Partial and transient modulation of the CD3–T‐cell receptor complex, elicited by low‐dose regimens of monoclonal anti‐CD3, is sufficient to induce disease remission in non‐obese diabetic mice

Abstract

It has been established that a total of 250 microg of monoclonal anti-mouse CD3 F(ab')(2) fragments, administered daily (50 microg per dose), induces remission of diabetes in the non-obese diabetic (NOD) mouse model of autoimmune diabetes by preventing beta cells from undergoing further autoimmune attack.

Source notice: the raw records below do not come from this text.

//! Core data models used throughout petprice.
//!
//! These types represent the listings, search jobs, canonical products, and
//! price rows that flow through the fetch → resolve → merge pipeline.

use chrono::{DateTime, Utc};
use rust_decimal::Decimal;
use serde::{Deserialize, Serialize};

/// Raw listing produced by a store fetcher for one search job.
///
/// Ephemeral: resolved into a group key and merged immediately, never
/// persisted as-is. `job_index` is stamped by the orchestrator so results
/// can be attributed to their job regardless of arrival order.
#[derive(Debug, Clone, PartialEq, Serialize, Deserialize)]
pub struct RawListing {
    pub name: String,
    pub price: Decimal,
    #[serde(default)]
    pub image_url: Option<String>,
    #[serde(default)]
    pub link: Option<String>,
    #[serde(default)]
    pub store: String,
    #[serde(default)]
    pub job_index: usize,
}

/// One entry of the batch input: a catalog product to search for in every store.
#[derive(Debug, Clone, PartialEq, Eq, Serialize, Deserialize)]
pub struct SearchJob {
    /// Application-level code used to correlate results back to the catalog.
    pub code: String,
    /// Search term sent to every store.
    pub term: String,
    /// Brand to record on a newly created product, if known.
    pub brand: Option<String>,
    /// Category to record on a newly created product, if known.
    pub category: Option<String>,
}

impl SearchJob {
    pub fn new(code: impl Into<String>, term: impl Into<String>) -> Self {
        Self {
            code: code.into(),
            term: term.into(),
            brand: None,
            category: None,
        }
    }
}

/// Canonical product as stored by the persistence layer.
#[derive(Debug, Clone, PartialEq, Eq, Serialize)]
pub struct CanonicalProduct {
    pub id: i64,
    pub name: String,
    pub brand: String,
    pub category: String,
    pub image_url: Option<String>,
}

/// Fields for creating a [`CanonicalProduct`]; the id is assigned by the store.
#[derive(Debug, Clone, PartialEq, Eq)]
pub struct NewProduct {
    pub name: String,
    pub brand: String,
    pub category: String,
    pub image_url: Option<String>,
}

/// Latest observed price of a product in one store.
///
/// At most one row exists per `(product_id, store)`.
#[derive(Debug, Clone, PartialEq, Serialize)]
pub struct PriceRecord {
    pub product_id: i64,
    pub store: String,
    pub price: Decimal,
    pub link: String,
    pub last_updated: DateTime<Utc>,
}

We evaluated lower-dose regimens of monoclonal anti-CD3 F(ab')(2) in diabetic NOD mice for their efficacy and associated pharmacodynamic (PD) effects, including CD3-T-cell receptor (TCR) complex modulation, complete blood counts and proportions of circulating CD4(+), CD8(+) and CD4(+) FoxP3(+) T cells. Four doses of 2 microg (total dose 8 microg) induced 53% remission of diabetes, similarly to the 250 microg dose regimen, whereas four doses of 1 microg induced only 16% remission. While the 250 microg dose regimen produced nearly complete and sustained modulation of the CD3 -TCR complex, lower doses, spaced 3 days apart, which induced similar remission rates, elicited patterns of transient and partial modulation. In treated mice, the proportions of circulating CD4(+) and CD8(+) T cells decreased, whereas the proportions of CD4(+) FoxP3(+) T cells increased; these effects were transient. Mice with greater residual beta-cell function, estimated using blood glucose and C-peptide levels at the initiation of treatment, were more likely to enter remission than mice with more advanced disease. Thus, lower doses of monoclonal anti-CD3 that produced only partial and transient modulation of the CD3-TCR complex induced remission rates comparable to higher doses of monoclonal anti-CD3. Accordingly, in a clinical setting, lower-dose regimens may be efficacious and may also improve the safety profile of therapy with monoclonal anti-CD3, potentially including reductions in cytokine release-related syndromes and maintenance of pathogen-specific immunosurveillance during treatment.